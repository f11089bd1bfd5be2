//! OWASP ZAP baseline scan adapter (DAST).

use std::collections::BTreeSet;
use std::time::Instant;

use async_trait::async_trait;
use serde_json::Value;

use sf_adapter_api::{Adapter, AdapterError, ExecutionContext, NativeOutput, ValidationError};
use sf_adapter_api::context::ExecutionDiagnostics;
use sf_core::types::ToolId;
use sf_runner::{AsyncProcessRunner, CommandSpec, TokioProcessRunner};
use sf_schema::capability::{
    CapabilityDescriptor, CapabilityMetadata, Category, ExecutionProfile, InputRequirements,
    OutputSchema, TargetKind,
};
use sf_schema::finding::{
    Confidence, Description, Location, Severity, SourceToolRef, UnifiedFinding, VerificationStatus,
    VulnerabilityType, derive_finding_id,
};
use sf_schema::request::ScanRequest;
use sf_schema::severity::{Exploitability, normalize_severity};

use crate::common::{apply_max_findings, command_hash, find_binary, metadata_now, validate_network, validate_target_kind};

#[derive(Default)]
pub struct ZapBaselineAdapter;

impl ZapBaselineAdapter {
    // zap-baseline.py's `riskcode` is a string "0".."3"; `riskdesc` carries
    // the human label ("High (Medium)") that also folds in confidence.
    fn native_token_from_riskcode(riskcode: &str) -> &'static str {
        match riskcode {
            "3" => "high",
            "2" => "medium",
            "1" => "low",
            _ => "info",
        }
    }
}

#[async_trait]
impl Adapter for ZapBaselineAdapter {
    fn describe(&self) -> CapabilityDescriptor {
        CapabilityDescriptor {
            tool_id: ToolId::new("zap-baseline"),
            tool_name: "OWASP ZAP Baseline".into(),
            tool_version: "2.x".into(),
            category: Category::Dast,
            vendor: "OWASP".into(),
            description: "Passive dynamic scan of a running HTTP target".into(),
            supported_languages: BTreeSet::new(),
            detection_types: BTreeSet::from(["dast".to_string()]),
            cwe_coverage: BTreeSet::from([79, 89, 200, 352, 311]),
            input_requirements: InputRequirements {
                requires_source: false,
                requires_binary: false,
                requires_running_app: true,
                requires_manifest: false,
                supported_vcs: BTreeSet::new(),
                accepted_target_kinds: BTreeSet::from([TargetKind::HttpUrl]),
            },
            output_schema: OutputSchema {
                native_format: "zap-json".into(),
                expected_fields: vec!["site".into()],
            },
            execution: ExecutionProfile {
                default_timeout_secs: 900,
                min_memory_mb: 1024,
                min_cpu_cores: 1,
                requires_network: true,
            },
            metadata: CapabilityMetadata {
                license: "Apache-2.0".into(),
                docs_url: Some("https://www.zaproxy.org/docs/docker/baseline-scan/".into()),
                adapter_version: "1".into(),
                registered_at: chrono::Utc::now(),
            },
        }
    }

    fn validate(&self, request: &ScanRequest) -> Result<(), ValidationError> {
        let descriptor = self.describe();
        validate_target_kind(&descriptor, request)?;
        validate_network(&descriptor, request)?;
        Ok(())
    }

    async fn execute(
        &self,
        request: &ScanRequest,
        ctx: &ExecutionContext,
    ) -> Result<NativeOutput, AdapterError> {
        let binary = find_binary("zap-baseline.py")?;
        let report_path = ctx.working_dir.join("zap-report.json");
        let cmd = CommandSpec::new(binary)
            .arg("-t")
            .arg(request.target.location.as_str())
            .arg("-J")
            .arg(report_path.as_os_str())
            .cwd(ctx.working_dir.clone());

        let hash = command_hash(&cmd);
        let started = Instant::now();
        let output = TokioProcessRunner::default()
            .run(&cmd, ctx.timeout, &ctx.cancellation)
            .await
            .map_err(|e| AdapterError::ExecutionFailed {
                exit_code: None,
                stderr_tail: e.to_string(),
            })?;
        let duration = started.elapsed();

        if output.timed_out {
            return Err(AdapterError::Timeout { partial: None });
        }
        // zap-baseline.py exits 1 on WARN, 2 on FAIL thresholds; both still
        // produce a usable report.
        if !matches!(output.exit_code, Some(0) | Some(1) | Some(2)) {
            return Err(AdapterError::ExecutionFailed {
                exit_code: output.exit_code,
                stderr_tail: tail(&output.stderr_string()),
            });
        }

        let report_bytes = std::fs::read(&report_path)
            .map_err(|e| AdapterError::ParseError(format!("reading zap report: {e}")))?;
        let payload: Value = serde_json::from_slice(&report_bytes)
            .map_err(|e| AdapterError::ParseError(format!("invalid zap json: {e}")))?;

        Ok(NativeOutput::json(
            payload,
            String::from_utf8_lossy(&report_bytes).to_string(),
            ExecutionDiagnostics {
                command_hash: Some(hash),
                duration,
                exit_code: output.exit_code,
                stderr_tail: tail(&output.stderr_string()),
            },
        ))
    }

    fn parse(
        &self,
        native_output: &NativeOutput,
        request: &ScanRequest,
    ) -> Result<Vec<UnifiedFinding>, AdapterError> {
        let sites = native_output
            .payload
            .get("site")
            .and_then(Value::as_array)
            .ok_or_else(|| AdapterError::ParseError("missing `site` array".into()))?;

        let mut findings = Vec::new();
        for site in sites {
            let site_name = site.get("@name").and_then(Value::as_str).unwrap_or("").to_string();
            let Some(alerts) = site.get("alerts").and_then(Value::as_array) else {
                continue;
            };
            for alert in alerts {
                let rule_id = alert.get("pluginid").and_then(Value::as_str).unwrap_or("unknown");
                let name = alert.get("alert").and_then(Value::as_str).unwrap_or(rule_id);
                let desc = alert.get("desc").and_then(Value::as_str).unwrap_or("");
                let solution = alert.get("solution").and_then(Value::as_str).unwrap_or("");
                let riskcode = alert.get("riskcode").and_then(Value::as_str).unwrap_or("1");
                let native_severity = Self::native_token_from_riskcode(riskcode).to_string();
                let normalized = normalize_severity(&native_severity);
                let cwe_id = alert
                    .get("cweid")
                    .and_then(Value::as_str)
                    .and_then(|s| s.parse::<u32>().ok())
                    .filter(|id| *id > 0);
                let references = alert
                    .get("reference")
                    .and_then(Value::as_str)
                    .map(|r| r.lines().map(String::from).collect())
                    .unwrap_or_default();

                let Some(instances) = alert.get("instances").and_then(Value::as_array) else {
                    continue;
                };
                for instance in instances {
                    let uri = instance.get("uri").and_then(Value::as_str).unwrap_or(&site_name);
                    let evidence = instance.get("evidence").and_then(Value::as_str);

                    let finding_id = derive_finding_id("zap-baseline", rule_id, uri, 0, evidence);

                    findings.push(UnifiedFinding {
                        finding_id,
                        scan_session_id: request.scan_id.clone(),
                        vulnerability_type: VulnerabilityType {
                            name: name.to_string(),
                            cwe_id,
                            owasp_category: None,
                        },
                        location: Location {
                            file_path: uri.to_string(),
                            function_name: None,
                            class_name: None,
                            line_start: 0,
                            line_end: None,
                            column_start: None,
                            column_end: None,
                            code_snippet: evidence.map(String::from),
                        },
                        severity: Severity {
                            level: normalized.level,
                            cvss: None,
                            exploitability: Exploitability::Unknown,
                        },
                        confidence: Confidence::new(70, "zap passive rule match"),
                        source_tool: vec![SourceToolRef {
                            tool_id: "zap-baseline".into(),
                            rule_id: rule_id.to_string(),
                            native_severity: native_severity.clone(),
                            raw_output: alert.clone(),
                        }],
                        description: Description {
                            summary: name.to_string(),
                            detail: desc.to_string(),
                            impact: String::new(),
                            remediation: solution.to_string(),
                        },
                        metadata: {
                            let mut m = metadata_now(None, std::iter::empty());
                            m.references = references.clone();
                            m
                        },
                        verification_status: VerificationStatus::Pending,
                    });
                }
            }
        }

        Ok(apply_max_findings(findings, request.limits.max_findings))
    }
}

fn tail(text: &str) -> String {
    let lines: Vec<&str> = text.lines().collect();
    lines[lines.len().saturating_sub(20)..].join("\n")
}

#[cfg(test)]
mod tests {
    use super::*;
    use sf_core::types::ScanId;
    use sf_schema::request::{ScanContext, ScanLimits, ScanOptions, ScanType, Target};

    fn request() -> ScanRequest {
        ScanRequest {
            scan_id: ScanId::new("scan-1"),
            target: Target {
                kind: TargetKind::HttpUrl,
                location: "https://staging.example.com".into(),
                branch: None,
                commit: None,
                digest: None,
            },
            options: ScanOptions::default(),
            context: ScanContext {
                workflow_id: None,
                project_name: "proj".into(),
                scan_type: ScanType::Full,
                triggered_by: "test".into(),
            },
            limits: ScanLimits::default(),
            network_allowed: true,
        }
    }

    #[test]
    fn parses_one_finding_per_alert_instance() {
        let payload = serde_json::json!({
            "site": [{
                "@name": "https://staging.example.com",
                "alerts": [{
                    "pluginid": "10038",
                    "alert": "Content Security Policy header not set",
                    "desc": "missing CSP header",
                    "solution": "set a CSP header",
                    "riskcode": "2",
                    "cweid": "693",
                    "reference": "https://example.com/csp\nhttps://example.com/csp2",
                    "instances": [
                        {"uri": "https://staging.example.com/", "evidence": ""},
                        {"uri": "https://staging.example.com/login", "evidence": ""}
                    ]
                }]
            }]
        });
        let output = NativeOutput::json(payload, "raw".into(), ExecutionDiagnostics::default());
        let adapter = ZapBaselineAdapter;
        let findings = adapter.parse(&output, &request()).unwrap();
        assert_eq!(findings.len(), 2);
        assert_eq!(findings[0].vulnerability_type.cwe_id, Some(693));
        assert_eq!(findings[0].severity.level, sf_schema::SeverityLevel::Medium);
    }
}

*-*-*

* [Task description] Line count for the string "ScanType": give the number of lines in the listing that hold it, with no other output.

* [Result of this exercise] 2